Le 18e siècle voit l’achèvement d’un processus entamé en 1648 : l’intégration politique et administrative de l’Alsace au royaume de France, au même titre que d’autres provinces. C’est ce que laisse entendre la carte de Louis-Charles Desnos (1722-1805), "ingénieur-géographe pour les globes et sphères", à la fois cartographe, fabricant de globes terrestres et éditeur d’atlas. La carte du "gouvernement et généralité d’Alsace" est ainsi issue d’un Atlas de France divisée en ses gouvernemens militaires et en ses généralités initialement publiée en 1765 et comprenant seize cartes couvrant les provinces de France, ses 40 gouvernements (divisions militaires) et 33 généralités (circonscriptions financières). S’y ajoutent une carte de tout le royaume et un plan de la région parisienne.

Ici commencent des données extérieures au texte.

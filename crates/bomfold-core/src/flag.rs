use serde::Serialize;

/// A named boolean build toggle such as `multiDexEnabled`.
#[derive(Debug, Clone, PartialEq, Eq, Serialize)]
pub struct ConfigFlag {
    pub key: String,
    pub value: bool,
}
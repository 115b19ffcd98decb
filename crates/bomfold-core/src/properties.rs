use std::collections::BTreeMap;
use std::path::Path;

/// Loads a `.bomfold.env` file (shell-style `KEY=value` format).
///
/// Values are available via `${env:VAR}` interpolation in manifest sources,
/// typically to pin a BOM version from CI without editing the manifest.
pub fn load_env_file(path: &Path) -> miette::Result<BTreeMap<String, String>> {
    let mut map = BTreeMap::new();
    if !path.is_file() {
        return Ok(map);
    }
    let content = std::fs::read_to_string(path).map_err(bomfold_util::errors::BomfoldError::Io)?;
    for line in content.lines() {
        let trimmed = line.trim();
        if trimmed.is_empty() || trimmed.starts_with('#') {
            continue;
        }
        if let Some((key, value)) = trimmed.split_once('=') {
            map.insert(key.trim().to_string(), value.trim().to_string());
        }
    }
    Ok(map)
}

/// Interpolate `${env:VAR}` references in a string.
///
/// Looks up values first from `env_overrides` (populated from `.bomfold.env`),
/// then from process environment variables. Unknown keys become empty.
pub fn interpolate(input: &str, env_overrides: &BTreeMap<String, String>) -> String {
    let mut result = String::with_capacity(input.len());
    let mut rest = input;
    while let Some(start) = rest.find("${env:") {
        let Some(len) = rest[start..].find('}') else {
            break;
        };
        let key = &rest[start + 6..start + len];
        let value = env_overrides
            .get(key)
            .cloned()
            .or_else(|| std::env::var(key).ok())
            .unwrap_or_else(|| {
                tracing::warn!("Environment variable '{key}' is not set, substituting empty value");
                String::new()
            });
        result.push_str(&rest[..start]);
        result.push_str(&value);
        rest = &rest[start + len + 1..];
    }
    result.push_str(rest);
    result
}
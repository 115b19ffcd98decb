use miette::Diagnostic;
use thiserror::Error;

/// Validation and parse failures of a dependency manifest.
///
/// Every variant is raised before a [`crate::manifest::Manifest`] exists;
/// no partially validated manifest is ever returned alongside one.
#[derive(Debug, Clone, PartialEq, Eq, Error, Diagnostic)]
pub enum ManifestError {
    /// Two entries of the same kind share a key (flag key, dependency
    /// coordinate or plugin id).
    #[error("Duplicate {kind} '{key}'")]
    #[diagnostic(
        code(bomfold::manifest::duplicate_key),
        help("Each {kind} may be declared only once; remove the repeated entry")
    )]
    DuplicateKey { kind: &'static str, key: String },

    /// A versionless dependency was declared before any platform BOM.
    #[error("Dependency '{coordinate}' has no version and no platform-bom precedes it")]
    #[diagnostic(
        code(bomfold::manifest::missing_bom),
        help("Declare a platform-bom above it or give the dependency an explicit version")
    )]
    MissingBom { coordinate: String },

    /// A dependency entry used a scope token that is not recognized.
    #[error("Unknown scope '{token}' for '{coordinate}'")]
    #[diagnostic(
        code(bomfold::manifest::unknown_scope),
        help("Use one of: dependency, runtime, implementation, platform-bom, platform")
    )]
    UnknownScope { token: String, coordinate: String },

    /// A version could not be determined for a declaration.
    #[error("No version can be resolved for '{coordinate}'")]
    #[diagnostic(code(bomfold::manifest::unresolved_version))]
    UnresolvedVersion { coordinate: String },

    /// A second platform BOM was declared while only one is allowed.
    #[error("platform-bom '{second}' conflicts with earlier platform-bom '{first}'")]
    #[diagnostic(
        code(bomfold::manifest::conflicting_bom),
        help("Set `bom-policy = \"nearest\"` under [resolve] to allow several BOMs")
    )]
    ConflictingBom { first: String, second: String },

    /// An entry is structurally empty or malformed.
    #[error("Invalid entry: {message}")]
    #[diagnostic(code(bomfold::manifest::invalid_entry))]
    InvalidEntry { message: String },

    /// The manifest source could not be parsed into entries.
    #[error("Syntax error on line {line}: {message}")]
    #[diagnostic(code(bomfold::manifest::syntax))]
    Syntax { line: usize, message: String },
}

En dépit du choix du titre et du graphisme des cartes, qui met l’accent sur le découpage administratif de la France du 18e siècle, l’atlas est à destination explicite des commerçants et des voyageurs. Desnos se fait à cette époque une spécialité, outre les globes, de la production de cartes et atlas d’itinéraires, et la carte de l’Alsace est loin de refléter toute la complexité territoriale, administrative et politique de la province elle-même.

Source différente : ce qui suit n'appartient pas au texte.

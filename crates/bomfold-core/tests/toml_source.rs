use bomfold_core::entry::RawEntry;
use bomfold_core::error::ManifestError;
use bomfold_core::source::parse_toml;

#[test]
fn parse_entry_tables_in_order() {
    let toml = r#"
[[entry]]
kind = "flag"
key = "multiDexEnabled"
value = true

[[entry]]
kind = "dependency"
scope = "platform-bom"
coordinate = "com.google.firebase:firebase-bom"
version = "32.7.0"

[[entry]]
kind = "dependency"
scope = "dependency"
coordinate = "com.google.firebase:firebase-analytics"

[[entry]]
kind = "plugin"
id = "com.google.gms.google-services"
"#;
    let entries = parse_toml(toml).unwrap();
    assert_eq!(
        entries,
        vec![
            RawEntry::flag("multiDexEnabled", true),
            RawEntry::bom("com.google.firebase:firebase-bom", "32.7.0"),
            RawEntry::dependency("com.google.firebase:firebase-analytics", None),
            RawEntry::plugin("com.google.gms.google-services"),
        ]
    );
}

#[test]
fn empty_document_has_no_entries() {
    assert!(parse_toml("").unwrap().is_empty());
}

#[test]
fn unknown_kind_is_syntax_error() {
    let toml = r#"
[[entry]]
kind = "flag"
key = "a"
value = true

[[entry]]
kind = "repository"
url = "https://maven.google.com"
"#;
    let err = parse_toml(toml).unwrap_err();
    assert!(matches!(err, ManifestError::Syntax { .. }), "got: {err:?}");
}

#[test]
fn non_boolean_flag_is_syntax_error() {
    let toml = "[[entry]]\nkind = \"flag\"\nkey = \"multiDexEnabled\"\nvalue = \"yes\"\n";
    assert!(matches!(
        parse_toml(toml).unwrap_err(),
        ManifestError::Syntax { .. }
    ));
}
//! Integer pixel boxes used as filter supports.
//!
//! A [`Support`] is the half-open box `[x0, x1) x [y0, y1)` of pixel indices
//! that contribute to one filtered lookup. Coordinates are signed because a
//! footprint near an image edge produces a support that hangs off the raster
//! before it is clipped or wrapped.
//!
//! # Coordinate System
//!
//! Pixel `(x, y)` has its center at the integer point `(x, y)` of raster
//! space. Origin is the top-left corner, X to the right, Y downward.
//!
//! ```text
//! (0,0) ────────► X
//!   │
//!   │   ┌──────────┐
//!   │   │ Support  │
//!   │   └──────────┘
//!   ▼
//!   Y
//! ```
//!
//! # Usage
//!
//! ```rust
//! use mipcache_core::Support;
//!
//! let support = Support::new(60, 70, 60, 70);
//! assert_eq!(support.area(), 100);
//!
//! let tile = Support::new(64, 128, 64, 128);
//! assert_eq!(support.intersect(&tile).area(), 36);
//! ```

/// Half-open box of pixel indices `[x0, x1) x [y0, y1)`.
///
/// A support with `x1 <= x0` or `y1 <= y0` is empty; empty supports
/// compare unequal unless their bounds match, but all report zero area.
#[derive(Debug, Clone, Copy, PartialEq, Eq, Hash, Default)]
pub struct Support {
    /// First column (inclusive).
    pub x0: i32,
    /// Last column (exclusive).
    pub x1: i32,
    /// First row (inclusive).
    pub y0: i32,
    /// Last row (exclusive).
    pub y1: i32,
}

impl Support {
    /// Creates a support from its bounds.
    #[inline]
    pub const fn new(x0: i32, x1: i32, y0: i32, y1: i32) -> Self {
        Self { x0, x1, y0, y1 }
    }

    /// Support covering a whole `width x height` raster.
    #[inline]
    pub const fn from_size(width: u32, height: u32) -> Self {
        Self::new(0, width as i32, 0, height as i32)
    }

    /// Smallest support holding every pixel center inside the closed box
    /// `[min_x, max_x] x [min_y, max_y]` of raster space.
    ///
    /// Always holds at least one pixel: a box smaller than a pixel snaps to
    /// the nearest center.
    ///
    /// ```rust
    /// use mipcache_core::Support;
    ///
    /// assert_eq!(Support::covering(1.2, 3.8, 0.0, 0.4), Support::new(2, 4, 0, 1));
    /// assert_eq!(Support::covering(1.2, 1.3, 5.1, 5.2), Support::new(1, 2, 5, 6));
    /// ```
    pub fn covering(min_x: f32, max_x: f32, min_y: f32, max_y: f32) -> Self {
        let (x0, x1) = covering_range(min_x, max_x);
        let (y0, y1) = covering_range(min_y, max_y);
        Self::new(x0, x1, y0, y1)
    }

    /// Width in pixels (zero when empty).
    #[inline]
    pub fn width(&self) -> u32 {
        (i64::from(self.x1) - i64::from(self.x0)).max(0) as u32
    }

    /// Height in pixels (zero when empty).
    #[inline]
    pub fn height(&self) -> u32 {
        (i64::from(self.y1) - i64::from(self.y0)).max(0) as u32
    }

    /// Number of pixels in the support.
    #[inline]
    pub fn area(&self) -> u64 {
        self.width() as u64 * self.height() as u64
    }

    /// Whether the support holds no pixel.
    #[inline]
    pub fn is_empty(&self) -> bool {
        self.x1 <= self.x0 || self.y1 <= self.y0
    }

    /// Whether pixel `(x, y)` lies inside.
    #[inline]
    pub fn contains(&self, x: i32, y: i32) -> bool {
        x >= self.x0 && x < self.x1 && y >= self.y0 && y < self.y1
    }

    /// Overlap of two supports; may be empty.
    #[inline]
    pub fn intersect(&self, other: &Support) -> Support {
        Support::new(
            self.x0.max(other.x0),
            self.x1.min(other.x1),
            self.y0.max(other.y0),
            self.y1.min(other.y1),
        )
    }

    /// Support clipped to a `width x height` raster.
    #[inline]
    pub fn clamp_to(&self, width: u32, height: u32) -> Support {
        self.intersect(&Support::from_size(width, height))
    }
}

impl std::fmt::Display for Support {
    fn fmt(&self, f: &mut std::fmt::Formatter<'_>) -> std::fmt::Result {
        write!(f, "[{}, {}) x [{}, {})", self.x0, self.x1, self.y0, self.y1)
    }
}

fn covering_range(min: f32, max: f32) -> (i32, i32) {
    let start = min.ceil();
    let end = max.floor();
    // Float to int casts saturate; keep one pixel even at the i32 limits.
    let first = if end >= start {
        start as i32
    } else {
        (0.5 * (min + max)).round() as i32
    };
    let first = first.min(i32::MAX - 1);
    let last = if end >= start { end as i32 } else { first };
    (first, last.saturating_add(1).max(first + 1))
}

Orientée le sud à droite pour des questions de formats, la carte montre la région du Rhin supérieur, de Bâle à Philippsbourg, séparée par le fleuve lui-même, avec un graphisme classique pour cette deuxième moitié du 18e siècle. Les localités les plus modestes sont montrées par des points, les plus importantes par quelques bâtiments, tandis que pour les places fortes de part et d’autre du Rhin, Desnos a dessiné la morphologie des fortifications bastionnées, à l’instar de ce que font par exemple les Cassini qui éditent leur carte de France depuis 1756. Aux routes chères au cœur du cartographe s’ajoutent quelques éléments du paysage : le Rhin et l’Ill avec leurs cours en tresses parsemés d’îles et de chenaux contrastent avec les autres cours d’eau, simples lignes s’épaississant de leur source à leur confluence. Le relief est figuré par des hachures indiquant le sens de la pente dans les principales vallées, et complété par des montagnes de profil. Les forêts apportent l’une des rares touches de couleur, colorées en vert (on parle alors de carte "lavée").

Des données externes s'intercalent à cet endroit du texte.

//! Filtered lookup shared by all samplers.
//!
//! A lookup takes a footprint in level-0 raster space and:
//!
//! 1. widens it by the option multipliers and blur, and to at least one
//!    pixel across,
//! 2. picks a single mip level from the footprint's minor width,
//! 3. maps the footprint into that level and splits its bounding support
//!    by the wrap modes,
//! 4. walks every pixel of the pieces, or a stochastic subset once the
//!    support is larger than the sample budget,
//! 5. hands each pixel and its kernel weight to an [`Accumulator`].

use mipcache_core::{PixelFormat, Support};
use smallvec::{smallvec, SmallVec};

use crate::error::TexResult;
use crate::filter::FilterKernel;
use crate::footprint::Parallelogram;
use crate::iter::SampleIterator;
use crate::mipmap::MipmapLevelCache;
use crate::options::{SampleOptions, WrapMode};
use crate::partition::AreaPartition;
use crate::random::RandomOffsetTable;
use crate::sample::SampleVector;
use crate::wrap::split_support;

/// Smallest footprint half-width, in pixels of the sampled level.
const MIN_RADIUS: f32 = 0.5;

/// Where a lookup is allowed to read.
#[derive(Debug, Clone, Copy, PartialEq, Eq)]
pub(crate) enum Domain {
    /// The whole image, wrapped per axis.
    Image {
        s_wrap: WrapMode,
        t_wrap: WrapMode,
    },
    /// One cell of a `columns x rows` grid of faces, clamped at its edges.
    /// Only levels up to `max_level` split evenly into the grid.
    Face {
        column: u32,
        row: u32,
        columns: u32,
        rows: u32,
        max_level: usize,
    },
}

impl Domain {
    fn max_level(&self) -> usize {
        match *self {
            Domain::Image { .. } => usize::MAX,
            Domain::Face { max_level, .. } => max_level,
        }
    }

    fn resolve(&self, width: u32, height: u32) -> (Support, WrapMode, WrapMode) {
        match *self {
            Domain::Image { s_wrap, t_wrap } => (Support::from_size(width, height), s_wrap, t_wrap),
            Domain::Face {
                column,
                row,
                columns,
                rows,
                ..
            } => {
                let x0 = (column * width / columns) as i32;
                let x1 = ((column + 1) * width / columns) as i32;
                let y0 = (row * height / rows) as i32;
                let y1 = ((row + 1) * height / rows) as i32;
                (Support::new(x0, x1, y0, y1), WrapMode::Clamp, WrapMode::Clamp)
            }
        }
    }
}

/// Receives weighted pixels of one lookup.
pub(crate) trait Accumulator<T: PixelFormat> {
    /// Adds a pixel at footprint-local position `(u, v)`.
    fn add(&mut self, weight: f32, u: f32, v: f32, sample: SampleVector<'_, T>);
}

/// Runs one filtered lookup of `footprint` (level-0 raster space).
///
/// Returns the fraction of the footprint that fell on the image.
pub(crate) fn filtered_lookup<T, A>(
    cache: &MipmapLevelCache<T>,
    table: &RandomOffsetTable,
    footprint: &Parallelogram,
    opts: &SampleOptions,
    domain: Domain,
    acc: &mut A,
) -> TexResult<f32>
where
    T: PixelFormat,
    A: Accumulator<T>,
{
    let base = footprint
        .widen(
            opts.s_width,
            opts.t_width,
            0.5 * opts.blur * cache.width() as f32,
            0.5 * opts.blur * cache.height() as f32,
        )
        .with_min_radius(MIN_RADIUS);

    let level_index = cache.select_level(base.minor_width()).min(domain.max_level());
    let t = cache.level_transform(level_index)?;
    let level = cache.level(level_index)?;
    let (region, s_wrap, t_wrap) = domain.resolve(level.width(), level.height());
    let pllgram = base
        .scale_offset(t.x_scale, t.x_offset, t.y_scale, t.y_offset)
        .with_min_radius(MIN_RADIUS)
        .reduce_periods(
            s_wrap.period(region.width() as f32),
            t_wrap.period(region.height() as f32),
        );
    let split = split_support(pllgram.bounding_support(), region, s_wrap, t_wrap);
    let total_area = split.area();
    if total_area == 0 {
        return Ok(split.coverage);
    }

    let kernel = FilterKernel::new(&pllgram, opts.filter);
    let stochastic = opts.num_samples > 0 && total_area > u64::from(opts.num_samples);
    let mut partition = AreaPartition::new(opts.num_samples, total_area);

    for piece in &split.pieces {
        let mut it = if stochastic {
            let n = partition.take(piece.support.area());
            if n == 0 {
                continue;
            }
            level.stochastic_iter(piece.support, n, table)?
        } else {
            level.iter(piece.support)?
        };
        while it.valid() {
            let x = i64::from(it.x()) + i64::from(piece.shift_x);
            let y = i64::from(it.y()) + i64::from(piece.shift_y);
            let (u, v) = kernel.local(x as f32, y as f32);
            acc.add(kernel.weight_local(u, v), u, v, it.sample());
            it.advance()?;
        }
    }
    Ok(split.coverage)
}

/// Weighted mean of a channel window.
#[derive(Debug)]
pub(crate) struct ColorAccumulator {
    start: usize,
    available: usize,
    weighted: SmallVec<[f64; 4]>,
    plain: SmallVec<[f64; 4]>,
    weight: f64,
    count: u64,
}

impl ColorAccumulator {
    /// Accumulates channels `[start, start + count)` of a texture with
    /// `channels` channels.
    pub(crate) fn new(start: u32, count: u32, channels: u32) -> Self {
        let available = channels.saturating_sub(start).min(count) as usize;
        Self {
            start: start as usize,
            available,
            weighted: smallvec![0.0; available],
            plain: smallvec![0.0; available],
            weight: 0.0,
            count: 0,
        }
    }

    /// Writes the filtered values into `out`.
    ///
    /// Channels past the texture's last one, and the uncovered share of the
    /// footprint, take `fill`. When every weight was zero the plain mean of
    /// the visited pixels is used.
    pub(crate) fn finish(&self, coverage: f32, fill: f32, out: &mut [f32]) {
        for (c, slot) in out.iter_mut().enumerate() {
            *slot = if c < self.available && self.count > 0 {
                let mean = if self.weight > 0.0 {
                    self.weighted[c] / self.weight
                } else {
                    self.plain[c] / self.count as f64
                };
                (mean as f32) * coverage + fill * (1.0 - coverage)
            } else {
                fill
            };
        }
    }
}

impl<T: PixelFormat> Accumulator<T> for ColorAccumulator {
    fn add(&mut self, weight: f32, _u: f32, _v: f32, sample: SampleVector<'_, T>) {
        let w = f64::from(weight);
        for c in 0..self.available {
            let value = f64::from(sample.get(self.start + c));
            self.weighted[c] += w * value;
            self.plain[c] += value;
        }
        self.weight += w;
        self.count += 1;
    }
}

/// Weighted fraction of occluded depth samples.
#[derive(Debug)]
pub(crate) struct DepthAccumulator {
    depth: (f32, f32, f32),
    bias: f32,
    occluded_weight: f64,
    weight: f64,
    occluded: u64,
    count: u64,
}

impl DepthAccumulator {
    /// Compares against a receiver depth `centre + u * along_a + v * along_b`.
    pub(crate) fn new(depth: (f32, f32, f32), bias: f32) -> Self {
        Self {
            depth,
            bias,
            occluded_weight: 0.0,
            weight: 0.0,
            occluded: 0,
            count: 0,
        }
    }

    /// Occlusion in `[0, 1]`; the uncovered share of the footprint is lit.
    pub(crate) fn finish(&self, coverage: f32) -> f32 {
        if self.count == 0 {
            return 0.0;
        }
        let fraction = if self.weight > 0.0 {
            self.occluded_weight / self.weight
        } else {
            self.occluded as f64 / self.count as f64
        };
        fraction as f32 * coverage
    }
}

impl<T: PixelFormat> Accumulator<T> for DepthAccumulator {
    fn add(&mut self, weight: f32, u: f32, v: f32, sample: SampleVector<'_, T>) {
        let (centre, along_a, along_b) = self.depth;
        let receiver = centre + u * along_a + v * along_b;
        let is_occluded = receiver > sample.get(0) + self.bias;
        let w = f64::from(weight);
        self.weight += w;
        self.count += 1;
        if is_occluded {
            self.occluded_weight += w;
            self.occluded += 1;
        }
    }
}

#[cfg(test)]
mod tests {
    use super::*;
    use crate::footprint::SampleQuad;
    use crate::input::MemoryTexture;
    use mipcache_core::DataFormat;
    use std::sync::Arc;

    fn checker(size: u32) -> MipmapLevelCache<f32> {
        let values: Vec<f32> = (0..size * size)
            .map(|i| if (i % size + i / size) % 2 == 0 { 1.0 } else { 0.0 })
            .collect();
        let tex = MemoryTexture::builder("checker.tex")
            .format(DataFormat::F32)
            .tiled(8, 8)
            .level(size, size, 1, &values)
            .level(size / 2, size / 2, 1, &vec![0.5; (size * size / 4) as usize])
            .build()
            .unwrap();
        MipmapLevelCache::new(Arc::new(tex)).unwrap()
    }

    fn lookup(cache: &MipmapLevelCache<f32>, quad: SampleQuad, opts: &SampleOptions) -> f32 {
        let table = RandomOffsetTable::new();
        let footprint = Parallelogram::from_quad(&quad).to_raster(cache.width(), cache.height());
        let domain = Domain::Image {
            s_wrap: opts.s_wrap,
            t_wrap: opts.t_wrap,
        };
        let mut acc = ColorAccumulator::new(0, 1, 1);
        let coverage = filtered_lookup(cache, &table, &footprint, opts, domain, &mut acc).unwrap();
        let mut out = [0.0];
        acc.finish(coverage, opts.fill, &mut out);
        out[0]
    }

    #[test]
    fn test_point_lookup_hits_pixel() {
        let cache = checker(32);
        let opts = SampleOptions::default();
        // Centre of pixel (0, 0) is white, (1, 0) is black.
        assert_eq!(lookup(&cache, SampleQuad::point(0.5 / 32.0, 0.5 / 32.0, 0.0), &opts), 1.0);
        assert_eq!(lookup(&cache, SampleQuad::point(1.5 / 32.0, 0.5 / 32.0, 0.0), &opts), 0.0);
    }

    #[test]
    fn test_wide_footprint_uses_coarser_level() {
        let cache = checker(32);
        let opts = SampleOptions::default();
        let v = lookup(&cache, SampleQuad::point(0.5, 0.5, 4.0 / 32.0), &opts);
        assert!((v - 0.5).abs() < 1e-6);
    }

    #[test]
    fn test_black_wrap_blends_fill() {
        let cache = checker(32);
        let opts = SampleOptions {
            fill: 1.0,
            filter: crate::options::FilterType::Box,
            ..SampleOptions::default()
        };
        let v = lookup(&cache, SampleQuad::point(1.0, 0.5, 1.0 / 32.0), &opts);
        assert!(v > 0.0 && v < 1.0, "edge lookup blends texture and fill: {v}");
        let outside = lookup(&cache, SampleQuad::point(2.0, 0.5, 1.0 / 32.0), &opts);
        assert_eq!(outside, 1.0);
    }

    #[test]
    fn test_color_accumulator_fill_channels() {
        let mut acc = ColorAccumulator::new(1, 3, 2);
        let raw = [0.25f32, 0.75];
        Accumulator::<f32>::add(&mut acc, 1.0, 0.0, 0.0, SampleVector::new(&raw));
        let mut out = [0.0; 3];
        acc.finish(1.0, 0.5, &mut out);
        assert_eq!(out, [0.75, 0.5, 0.5]);
    }

    #[test]
    fn test_zero_weight_falls_back_to_mean() {
        let mut acc = ColorAccumulator::new(0, 1, 1);
        Accumulator::<f32>::add(&mut acc, 0.0, 5.0, 5.0, SampleVector::new(&[0.2f32]));
        Accumulator::<f32>::add(&mut acc, 0.0, 5.0, 5.0, SampleVector::new(&[0.4f32]));
        let mut out = [0.0];
        acc.finish(1.0, 0.0, &mut out);
        assert!((out[0] - 0.3).abs() < 1e-6);
    }

    #[test]
    fn test_depth_accumulator() {
        let mut acc = DepthAccumulator::new((0.5, 0.0, 0.0), 0.0);
        Accumulator::<f32>::add(&mut acc, 1.0, 0.0, 0.0, SampleVector::new(&[0.2f32]));
        Accumulator::<f32>::add(&mut acc, 1.0, 0.0, 0.0, SampleVector::new(&[0.9f32]));
        assert_eq!(acc.finish(1.0), 0.5);
        assert_eq!(acc.finish(0.5), 0.25);
        assert_eq!(DepthAccumulator::new((0.0, 0.0, 0.0), 0.0).finish(1.0), 0.0);
    }
}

La version présentée ici est une réédition datant de 1771, tirée à part et encadrée d’une bordure décorative ornée d’attributs royaux et martiaux. A l’inverse de la carte de 1765, elle est augmentée d’une description imprimée et collée sur la carte originale, présentant les caractéristiques politiques, administratives et historiques de la province. Le texte nuance ainsi l’apparente simplicité politique de la carte en insistant sur l’hétérogénéité des territoires qui composent l’Alsace. Celle-ci contraste finalement avec la cohérence territoriale dessinée par Desnos, qui propose un territoire lavé et bordé de rouge, repassant sur une frontière linéaire qui traverse les Vosges et court au milieu du Rhin. Il est vrai que depuis le traité de Ryswick, celui-ci sert de facto de limite entre la France et l’Empire. Ces quelques lignes en pointillés masquent des réalités territoriales et politiques complexes, comme l’autonomie de Mulhouse alors alliée aux Suisses ou le cas particulier de Landau, ville française entourée de terres palatines dont la souveraineté est d’ailleurs discutée, voire disputée. On les distingue bien sur la carte, mais l’absence de légende limite la compréhension de ces pointillés autour des deux villes, d’autant que d’autres divisions apparaissent : le Val d’Argent, avec Sainte-Marie-aux-Mines, est entouré d’une frontière aussi épaisse que l’Alsace elle-même, reflet probable de son statut particulier, partagé entre cette province et la Lorraine. Des traits plus fins séparent la Haute et la Basse Alsace au nord de Sélestat (une autre erreur quand la limite reconnue est celle du Landgraben, un peu plus au sud) et la Haute-Alsace du Sundgau. La carte n’inclut pas la partie méridionale de la province. Desnos s’épargne ainsi le défi de fixer une limite au bailliage de Delle, qui s’étend de manière éclatée jusqu’à quelques communautés le long du Doubs. A cette représentation simplifiée s’ajoute d’ailleurs un abus de langage dans le titre, auquel bien d’autres que Desnos ont cédé : si pendant l’Ancien Régime, l’intendant, chargé de questions de police, justice et finances, exerçait parfois son pouvoir sur une généralité, ce n’était pas le cas de l’Alsace : il aurait fallu parler de "gouvernement et intendance d’Alsace".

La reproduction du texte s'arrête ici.